> Dataset
═══

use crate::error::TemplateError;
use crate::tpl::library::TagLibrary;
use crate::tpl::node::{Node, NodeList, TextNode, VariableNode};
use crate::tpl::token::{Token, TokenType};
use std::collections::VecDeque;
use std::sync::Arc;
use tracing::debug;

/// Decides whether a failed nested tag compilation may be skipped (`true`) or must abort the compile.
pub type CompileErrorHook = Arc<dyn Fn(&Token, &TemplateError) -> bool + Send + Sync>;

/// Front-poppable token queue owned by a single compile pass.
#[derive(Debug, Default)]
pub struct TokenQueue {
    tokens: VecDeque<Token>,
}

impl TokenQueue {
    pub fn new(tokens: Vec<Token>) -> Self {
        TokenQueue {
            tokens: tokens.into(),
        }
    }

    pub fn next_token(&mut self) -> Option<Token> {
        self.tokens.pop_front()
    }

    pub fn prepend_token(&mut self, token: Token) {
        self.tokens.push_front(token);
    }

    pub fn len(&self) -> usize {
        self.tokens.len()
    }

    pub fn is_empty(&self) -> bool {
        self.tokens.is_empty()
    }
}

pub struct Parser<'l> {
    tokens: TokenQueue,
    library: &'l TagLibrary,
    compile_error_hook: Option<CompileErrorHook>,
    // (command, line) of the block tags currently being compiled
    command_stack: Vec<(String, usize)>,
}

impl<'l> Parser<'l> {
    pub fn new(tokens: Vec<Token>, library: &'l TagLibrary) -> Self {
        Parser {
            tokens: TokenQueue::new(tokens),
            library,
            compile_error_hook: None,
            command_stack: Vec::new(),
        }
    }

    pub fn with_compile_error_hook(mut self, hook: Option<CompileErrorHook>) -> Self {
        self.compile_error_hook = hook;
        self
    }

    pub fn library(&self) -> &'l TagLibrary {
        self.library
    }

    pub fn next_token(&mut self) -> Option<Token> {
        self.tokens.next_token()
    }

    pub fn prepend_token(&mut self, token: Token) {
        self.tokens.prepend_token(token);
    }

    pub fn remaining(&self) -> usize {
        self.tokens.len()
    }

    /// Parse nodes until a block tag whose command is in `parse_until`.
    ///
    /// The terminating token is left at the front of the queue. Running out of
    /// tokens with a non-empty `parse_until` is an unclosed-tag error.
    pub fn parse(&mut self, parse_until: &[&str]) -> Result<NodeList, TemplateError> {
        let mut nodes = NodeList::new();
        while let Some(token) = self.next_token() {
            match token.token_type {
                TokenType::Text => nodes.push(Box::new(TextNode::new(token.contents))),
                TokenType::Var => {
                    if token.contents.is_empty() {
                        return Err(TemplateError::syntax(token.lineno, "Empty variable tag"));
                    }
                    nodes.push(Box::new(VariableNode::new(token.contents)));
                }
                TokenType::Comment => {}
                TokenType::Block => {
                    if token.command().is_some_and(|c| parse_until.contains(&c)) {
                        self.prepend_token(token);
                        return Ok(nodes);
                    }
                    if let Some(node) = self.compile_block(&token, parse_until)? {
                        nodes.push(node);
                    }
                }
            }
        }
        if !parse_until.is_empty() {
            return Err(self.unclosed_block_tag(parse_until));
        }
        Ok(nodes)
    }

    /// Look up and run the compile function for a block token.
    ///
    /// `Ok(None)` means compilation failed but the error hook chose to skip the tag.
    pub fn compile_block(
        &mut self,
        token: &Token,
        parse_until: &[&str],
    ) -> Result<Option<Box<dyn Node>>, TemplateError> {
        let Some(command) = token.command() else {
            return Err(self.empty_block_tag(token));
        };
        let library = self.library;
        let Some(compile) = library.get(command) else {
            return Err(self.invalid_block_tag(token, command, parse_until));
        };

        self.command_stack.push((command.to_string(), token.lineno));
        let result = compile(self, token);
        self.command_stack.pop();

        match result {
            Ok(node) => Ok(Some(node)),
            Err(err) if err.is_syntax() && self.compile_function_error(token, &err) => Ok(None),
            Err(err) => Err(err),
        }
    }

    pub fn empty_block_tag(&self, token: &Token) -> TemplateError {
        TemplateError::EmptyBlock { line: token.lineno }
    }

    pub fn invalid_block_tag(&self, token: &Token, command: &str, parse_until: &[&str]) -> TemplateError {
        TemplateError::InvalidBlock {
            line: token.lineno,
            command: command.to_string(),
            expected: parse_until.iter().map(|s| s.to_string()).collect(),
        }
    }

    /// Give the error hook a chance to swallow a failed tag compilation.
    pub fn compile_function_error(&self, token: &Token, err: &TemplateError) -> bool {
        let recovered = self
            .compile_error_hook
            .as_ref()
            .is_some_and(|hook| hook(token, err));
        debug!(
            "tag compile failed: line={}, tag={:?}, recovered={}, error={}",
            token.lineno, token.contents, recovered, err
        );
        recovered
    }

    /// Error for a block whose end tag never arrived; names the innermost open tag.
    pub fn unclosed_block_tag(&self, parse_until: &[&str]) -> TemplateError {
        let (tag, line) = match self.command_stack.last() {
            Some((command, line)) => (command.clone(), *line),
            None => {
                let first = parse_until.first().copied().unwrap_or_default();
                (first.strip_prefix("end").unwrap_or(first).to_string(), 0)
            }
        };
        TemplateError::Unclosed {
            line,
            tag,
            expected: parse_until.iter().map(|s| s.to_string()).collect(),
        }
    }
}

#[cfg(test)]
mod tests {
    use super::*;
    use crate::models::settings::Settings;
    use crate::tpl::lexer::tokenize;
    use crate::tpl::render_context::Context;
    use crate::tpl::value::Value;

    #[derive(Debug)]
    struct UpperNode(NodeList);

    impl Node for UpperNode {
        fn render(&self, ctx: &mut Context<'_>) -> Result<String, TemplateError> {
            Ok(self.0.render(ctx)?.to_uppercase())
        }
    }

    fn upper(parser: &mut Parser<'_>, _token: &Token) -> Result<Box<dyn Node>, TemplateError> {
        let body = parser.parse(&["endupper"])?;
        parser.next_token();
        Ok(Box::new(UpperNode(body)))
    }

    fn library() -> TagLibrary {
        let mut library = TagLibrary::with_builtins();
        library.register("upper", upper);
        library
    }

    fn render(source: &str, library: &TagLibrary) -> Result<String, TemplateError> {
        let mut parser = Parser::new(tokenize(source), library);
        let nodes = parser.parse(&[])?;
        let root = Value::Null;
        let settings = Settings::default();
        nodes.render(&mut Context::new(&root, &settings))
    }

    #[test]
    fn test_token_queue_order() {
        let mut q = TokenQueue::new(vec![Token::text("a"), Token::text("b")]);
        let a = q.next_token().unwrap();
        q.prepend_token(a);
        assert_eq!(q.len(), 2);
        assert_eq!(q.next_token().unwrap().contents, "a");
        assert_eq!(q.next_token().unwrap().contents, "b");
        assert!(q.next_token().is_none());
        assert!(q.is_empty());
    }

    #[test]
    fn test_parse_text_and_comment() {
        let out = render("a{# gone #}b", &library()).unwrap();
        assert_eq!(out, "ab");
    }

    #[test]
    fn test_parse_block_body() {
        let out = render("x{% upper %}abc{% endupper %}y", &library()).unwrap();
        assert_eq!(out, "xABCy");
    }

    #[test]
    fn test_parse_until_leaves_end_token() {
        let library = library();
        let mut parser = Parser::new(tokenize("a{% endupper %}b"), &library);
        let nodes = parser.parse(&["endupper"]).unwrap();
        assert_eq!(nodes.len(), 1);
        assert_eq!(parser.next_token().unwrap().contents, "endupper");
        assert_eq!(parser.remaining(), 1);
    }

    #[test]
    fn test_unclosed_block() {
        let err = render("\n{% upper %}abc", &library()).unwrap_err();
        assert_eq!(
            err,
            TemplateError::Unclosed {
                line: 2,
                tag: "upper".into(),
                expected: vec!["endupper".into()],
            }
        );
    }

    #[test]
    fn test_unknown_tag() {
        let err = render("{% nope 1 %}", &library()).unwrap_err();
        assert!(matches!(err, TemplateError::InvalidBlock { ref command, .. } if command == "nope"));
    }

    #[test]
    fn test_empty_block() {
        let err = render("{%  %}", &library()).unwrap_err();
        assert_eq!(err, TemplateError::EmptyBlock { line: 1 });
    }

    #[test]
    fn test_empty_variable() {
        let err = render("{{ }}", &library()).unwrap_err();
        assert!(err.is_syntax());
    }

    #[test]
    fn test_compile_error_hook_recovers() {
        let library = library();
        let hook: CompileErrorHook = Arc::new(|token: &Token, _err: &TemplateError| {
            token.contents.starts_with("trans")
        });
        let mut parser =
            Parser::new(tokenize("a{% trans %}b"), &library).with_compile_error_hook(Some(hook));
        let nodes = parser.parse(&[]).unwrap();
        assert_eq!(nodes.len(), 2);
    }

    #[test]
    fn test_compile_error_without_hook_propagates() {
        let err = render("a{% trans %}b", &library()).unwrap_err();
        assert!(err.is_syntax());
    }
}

═══

> Problem details
For each line in the entries that contains the string "CompileErrorHook", make a copy.

> Result of the task
pub type CompileErrorHook = Arc<dyn Fn(&Token, &TemplateError) -> bool + Send + Sync>;
    compile_error_hook: Option<CompileErrorHook>,
    pub fn with_compile_error_hook(mut self, hook: Option<CompileErrorHook>) -> Self {
        let hook: CompileErrorHook = Arc::new(|token: &Token, _err: &TemplateError| {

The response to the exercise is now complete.